Die Menschenrechte erfordern als Begründung eine bestimmte Vorstellung vom Menschen: ein unvergleichlich wertvolles oder würdiges Geschöpf. Diese Würde kommt dem Menschen deshalb zu, weil Gott ihn nach dem ersten Buch der Bibel als sein Abbild geschaffen hat (1.Mose 1,27). In der Unabhängigkeitserklärung der Vereinigten Staaten von 1776 wird dies deutlicher als in der Erklärung von 1948: „Wir halten diese Wahrheiten für ausgemacht, dass alle Menschen gleich erschaffen wurden, dass sie von ihrem Schöpfer mit gewissen unveräußerlichen Rechten begabt wurden, worunter Leben, Freiheit und das Streben nach Glückseligkeit sind.“
Der Evangelist und Apologet Francis A. Schaeffer (1912–1984), der Gründer der L‘Abri-Gemeinschaft, schrieb in A Christian Manifesto (1982): „Wir müssen verstehen, dass die Frage nach der Würde des menschlichen Lebens nicht etwas am Rande des jüdisch-christlichen Denkens ist, sondern fast das Zentrum desselben (wenn auch nicht das Zentrum, denn das Zentrum ist die Existenz Gottes selbst). Aber die Würde des menschlichen Lebens ist untrennbar mit der Existenz des personalen Gottes verbunden. Weil es einen personalen, unendlichen Gott gibt, der Männer und Frauen nach seinem Ebenbild geschaffen hat, haben sie eine einzigartige Würde des Lebens als menschliche Wesen.“
Der Staat schafft diese Rechte nicht und gewährt sie auch nicht, er anerkennt sie und muss sie schützen. Menschenrechte sind Abwehr- oder Schutzrechte vor Machtmißbrauch (in der Allg. Erklärung bis Art. 21), schließlich leben wir in einer gefallenen, sündigen Welt. Menschen besitzen nicht nur eine angeborene Würde, sondern sind von Natur auch im Elend ihrer Bosheit gefangen und neigen zu Hass und Gewalt, haben eine angeborene Lust auf Beherrschung anderer wie der Kirchenvater Augustinus sagte. (Eine gute Einführung zu den Menschenrechten aus evangelikaler Sicht gibt Thomas K. Johnson in Human Rights – A Christian Primer.)

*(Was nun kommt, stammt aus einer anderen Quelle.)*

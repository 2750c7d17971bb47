//! Non-cryptographic checksum traits.

use core::fmt::Debug;

use crate::VerificationError;

/// One-shot, non-cryptographic checksum algorithm.
///
/// Implementors are bound to a single parameter set at construction and never
/// mutate between calls, so a shared reference is all a caller needs.
///
/// # Usage
///
/// ```rust,ignore
/// use crc_engine::{Checksum, Crc};
///
/// let crc = Crc::new("crc32")?;
/// let code = crc.checksum(b"hello world");
/// assert!(crc.verify_detached(b"hello world", code).is_ok());
/// ```
///
/// # Implementor Requirements
///
/// - `checksum()` must be a pure function of `(self, data)`
/// - `output_size()` is the number of bytes the output occupies when serialized
pub trait Checksum {
  /// The checksum output type.
  type Output: Copy + Eq + Debug;

  /// Output size in bytes.
  ///
  /// - CRC-8: 1
  /// - CRC-16: 2
  /// - CRC-32: 4
  #[must_use]
  fn output_size(&self) -> usize;

  /// Compute the checksum of `data`.
  #[must_use]
  fn checksum(&self, data: &[u8]) -> Self::Output;

  /// Check `data` against a checksum carried out-of-band.
  ///
  /// # Errors
  ///
  /// Returns [`VerificationError`] when the recomputed checksum differs from
  /// `expected`.
  #[inline]
  fn verify_detached(&self, data: &[u8], expected: Self::Output) -> Result<(), VerificationError> {
    if self.checksum(data) == expected {
      Ok(())
    } else {
      Err(VerificationError::new())
    }
  }
}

Die Weihnachtsgeschichte bekäftigt dieses zweiseitige Bild vom Menschen. Dass der ewige Sohn Gottes menschliche Natur annahm, ist der größte Beweis, dass jeder Mensch unendlich wertvoll ist. Jesu Menschwerdung hatte aber auch ein Ziel: Er kam in eine brutale Welt des Elends, der Massaker und des Terrors (Matthäus berichtet nicht zufällig in Kap. 2 vom Kindesmord in Bethlehem), um Sünder aus ihrem Elend zu befreien; um wahres Menschsein wieder herzustellen..
Die Menschenrechtserklärungen der Neuzeit konnten nur einer christlich geprägten Kultur entwachsen. An der Wiege der Erklärung von 1948 standen u.a. der libanesische Christ Charles Malik oder der katholische Philosoph Jacques Maritain. Ihrem Einsatz ist es zu verdanken, dass Teile der Erklärung eine eindeutig christliche Prägung (wie der o. zitierte Artikel oder Art. 16) bekamen. Heute ist die Menschenwürde erneut hochzuhalten. Denn in Krisen und Kriegen geraten elementare Menschenrechte nur zu leicht unter die Räder, mancherorts macht sich eine erschreckende Entmenschlichung in Wort wie Tat breit. Hinzu kommen neue Herausforderungen wie Künstliche Intelligenz oder Transhumanismus. Immer geht es um die Frage: Was ist der Mensch? Als Christen können, ja müssen wir unsere biblisch gegründete und realitsische Antwort vorbingen: Licht und Schatten, Elend und Größe, Würde und Schande des Menschen.